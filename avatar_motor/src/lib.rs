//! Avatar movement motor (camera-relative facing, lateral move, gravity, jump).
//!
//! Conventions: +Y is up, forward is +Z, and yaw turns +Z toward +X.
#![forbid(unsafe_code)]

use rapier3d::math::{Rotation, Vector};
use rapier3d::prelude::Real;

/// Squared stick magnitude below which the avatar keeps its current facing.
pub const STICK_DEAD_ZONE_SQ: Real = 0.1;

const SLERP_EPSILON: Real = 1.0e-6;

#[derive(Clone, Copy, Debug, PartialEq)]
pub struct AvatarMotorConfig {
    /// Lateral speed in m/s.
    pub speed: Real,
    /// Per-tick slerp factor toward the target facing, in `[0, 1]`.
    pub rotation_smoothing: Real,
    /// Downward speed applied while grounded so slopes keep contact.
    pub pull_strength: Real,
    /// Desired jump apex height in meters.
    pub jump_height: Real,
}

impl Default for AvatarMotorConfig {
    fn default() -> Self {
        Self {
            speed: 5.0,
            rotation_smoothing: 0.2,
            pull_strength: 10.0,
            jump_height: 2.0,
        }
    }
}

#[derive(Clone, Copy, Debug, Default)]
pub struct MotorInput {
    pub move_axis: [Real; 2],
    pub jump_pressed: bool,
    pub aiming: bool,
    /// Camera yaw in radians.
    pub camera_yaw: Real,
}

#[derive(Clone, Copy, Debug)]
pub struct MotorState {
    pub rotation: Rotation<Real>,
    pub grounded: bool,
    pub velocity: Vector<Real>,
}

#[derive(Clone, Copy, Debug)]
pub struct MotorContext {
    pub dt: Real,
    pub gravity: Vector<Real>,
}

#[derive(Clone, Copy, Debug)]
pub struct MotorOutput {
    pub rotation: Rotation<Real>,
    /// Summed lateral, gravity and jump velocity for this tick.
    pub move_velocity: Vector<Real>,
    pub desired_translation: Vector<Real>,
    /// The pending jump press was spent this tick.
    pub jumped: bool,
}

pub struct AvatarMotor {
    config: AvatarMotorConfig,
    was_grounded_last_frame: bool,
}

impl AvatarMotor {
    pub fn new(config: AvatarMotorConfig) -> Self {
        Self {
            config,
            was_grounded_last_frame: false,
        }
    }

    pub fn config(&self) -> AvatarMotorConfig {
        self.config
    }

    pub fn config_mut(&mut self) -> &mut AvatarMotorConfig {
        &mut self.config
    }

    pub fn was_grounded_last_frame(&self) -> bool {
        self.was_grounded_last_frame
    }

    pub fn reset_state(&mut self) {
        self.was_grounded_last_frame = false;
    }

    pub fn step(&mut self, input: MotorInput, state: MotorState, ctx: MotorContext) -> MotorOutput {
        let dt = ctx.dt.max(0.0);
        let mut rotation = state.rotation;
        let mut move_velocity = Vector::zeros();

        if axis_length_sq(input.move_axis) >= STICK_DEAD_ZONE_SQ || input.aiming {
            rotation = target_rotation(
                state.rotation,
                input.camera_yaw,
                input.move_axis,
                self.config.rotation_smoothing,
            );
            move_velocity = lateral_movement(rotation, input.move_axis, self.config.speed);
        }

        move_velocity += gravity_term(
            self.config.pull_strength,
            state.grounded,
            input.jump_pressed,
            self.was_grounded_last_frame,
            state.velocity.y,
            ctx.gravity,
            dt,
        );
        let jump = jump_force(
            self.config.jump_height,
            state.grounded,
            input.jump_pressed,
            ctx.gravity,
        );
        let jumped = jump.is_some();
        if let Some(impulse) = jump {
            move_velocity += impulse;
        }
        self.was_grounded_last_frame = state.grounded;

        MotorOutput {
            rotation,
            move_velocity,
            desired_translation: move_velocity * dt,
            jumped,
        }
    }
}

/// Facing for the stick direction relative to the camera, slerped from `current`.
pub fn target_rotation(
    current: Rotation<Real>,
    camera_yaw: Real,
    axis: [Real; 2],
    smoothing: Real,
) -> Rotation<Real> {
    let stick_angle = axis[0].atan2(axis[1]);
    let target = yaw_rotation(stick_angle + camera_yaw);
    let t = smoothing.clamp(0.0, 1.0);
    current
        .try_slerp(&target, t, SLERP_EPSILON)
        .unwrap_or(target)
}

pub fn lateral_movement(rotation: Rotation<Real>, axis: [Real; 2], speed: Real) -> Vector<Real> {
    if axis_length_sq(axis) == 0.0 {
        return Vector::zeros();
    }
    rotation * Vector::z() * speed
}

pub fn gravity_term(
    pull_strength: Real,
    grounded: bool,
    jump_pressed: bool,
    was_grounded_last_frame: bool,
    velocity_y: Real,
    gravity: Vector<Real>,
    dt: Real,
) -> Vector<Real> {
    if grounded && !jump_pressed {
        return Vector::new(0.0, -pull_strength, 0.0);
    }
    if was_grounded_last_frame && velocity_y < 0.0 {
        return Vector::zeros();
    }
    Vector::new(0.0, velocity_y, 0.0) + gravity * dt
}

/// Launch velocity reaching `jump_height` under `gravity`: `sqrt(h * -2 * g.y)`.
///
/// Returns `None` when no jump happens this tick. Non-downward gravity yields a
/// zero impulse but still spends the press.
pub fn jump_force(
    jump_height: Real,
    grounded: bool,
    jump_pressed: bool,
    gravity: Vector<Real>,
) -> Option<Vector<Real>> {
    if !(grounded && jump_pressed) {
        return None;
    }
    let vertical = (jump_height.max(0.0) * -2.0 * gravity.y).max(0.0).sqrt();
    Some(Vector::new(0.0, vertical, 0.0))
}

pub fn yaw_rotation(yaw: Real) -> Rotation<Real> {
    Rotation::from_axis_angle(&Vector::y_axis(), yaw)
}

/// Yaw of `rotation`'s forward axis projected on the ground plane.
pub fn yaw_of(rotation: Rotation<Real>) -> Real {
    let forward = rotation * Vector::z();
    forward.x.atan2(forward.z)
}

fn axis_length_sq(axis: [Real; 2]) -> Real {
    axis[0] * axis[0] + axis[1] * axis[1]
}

#####

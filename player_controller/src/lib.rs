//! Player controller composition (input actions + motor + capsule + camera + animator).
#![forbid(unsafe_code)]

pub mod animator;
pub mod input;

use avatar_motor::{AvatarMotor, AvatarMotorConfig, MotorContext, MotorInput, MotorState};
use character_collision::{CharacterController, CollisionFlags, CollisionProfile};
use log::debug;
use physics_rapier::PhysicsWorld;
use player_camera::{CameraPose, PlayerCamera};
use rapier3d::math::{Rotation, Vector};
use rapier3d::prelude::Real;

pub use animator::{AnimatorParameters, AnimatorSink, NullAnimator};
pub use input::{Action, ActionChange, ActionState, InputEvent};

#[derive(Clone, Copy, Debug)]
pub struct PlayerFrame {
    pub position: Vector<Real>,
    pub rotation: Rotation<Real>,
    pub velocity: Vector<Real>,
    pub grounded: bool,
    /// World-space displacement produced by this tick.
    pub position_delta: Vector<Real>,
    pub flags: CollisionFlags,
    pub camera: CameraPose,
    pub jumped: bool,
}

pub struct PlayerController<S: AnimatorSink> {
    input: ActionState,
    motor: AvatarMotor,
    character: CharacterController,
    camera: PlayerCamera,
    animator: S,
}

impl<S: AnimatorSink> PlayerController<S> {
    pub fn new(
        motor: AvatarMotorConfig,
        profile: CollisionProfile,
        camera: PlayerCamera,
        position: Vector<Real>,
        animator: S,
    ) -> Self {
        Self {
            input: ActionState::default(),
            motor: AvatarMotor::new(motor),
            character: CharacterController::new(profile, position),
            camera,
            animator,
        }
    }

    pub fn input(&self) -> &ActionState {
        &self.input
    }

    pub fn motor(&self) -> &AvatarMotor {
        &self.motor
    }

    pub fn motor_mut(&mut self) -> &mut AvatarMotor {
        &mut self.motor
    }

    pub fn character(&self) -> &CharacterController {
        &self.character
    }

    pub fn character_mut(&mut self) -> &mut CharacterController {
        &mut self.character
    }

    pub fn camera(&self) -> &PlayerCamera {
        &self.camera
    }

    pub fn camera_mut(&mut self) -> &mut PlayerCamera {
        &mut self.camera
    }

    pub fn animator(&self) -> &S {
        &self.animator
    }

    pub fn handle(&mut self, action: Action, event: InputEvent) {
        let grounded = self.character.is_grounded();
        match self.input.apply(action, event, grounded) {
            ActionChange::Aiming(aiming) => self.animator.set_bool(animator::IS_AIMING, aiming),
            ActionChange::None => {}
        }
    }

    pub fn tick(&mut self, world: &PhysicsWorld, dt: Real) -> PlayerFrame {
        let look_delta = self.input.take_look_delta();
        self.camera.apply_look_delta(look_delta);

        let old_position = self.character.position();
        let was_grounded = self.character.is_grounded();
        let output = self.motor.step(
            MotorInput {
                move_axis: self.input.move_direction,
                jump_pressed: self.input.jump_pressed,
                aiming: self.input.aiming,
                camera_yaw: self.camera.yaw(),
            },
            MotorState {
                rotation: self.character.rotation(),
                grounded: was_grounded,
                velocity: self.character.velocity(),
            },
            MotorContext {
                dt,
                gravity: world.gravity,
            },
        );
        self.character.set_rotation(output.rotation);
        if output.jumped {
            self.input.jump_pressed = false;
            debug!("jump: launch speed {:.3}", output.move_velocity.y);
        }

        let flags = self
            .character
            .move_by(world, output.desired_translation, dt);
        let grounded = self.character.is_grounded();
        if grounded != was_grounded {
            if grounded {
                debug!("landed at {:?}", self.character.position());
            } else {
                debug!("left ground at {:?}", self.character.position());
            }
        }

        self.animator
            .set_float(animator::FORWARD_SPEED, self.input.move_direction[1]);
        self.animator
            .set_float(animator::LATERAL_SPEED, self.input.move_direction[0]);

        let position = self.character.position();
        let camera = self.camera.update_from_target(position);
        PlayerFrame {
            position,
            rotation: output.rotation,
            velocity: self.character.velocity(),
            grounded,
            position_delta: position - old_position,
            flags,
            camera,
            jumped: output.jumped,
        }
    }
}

#####

TASK = In the material above, which lines contain "ActionState"? Copy each of them.

RESULT FOR THIS EXERCISE =
pub use input::{Action, ActionChange, ActionState, InputEvent};
    input: ActionState,
            input: ActionState::default(),
    pub fn input(&self) -> &ActionState {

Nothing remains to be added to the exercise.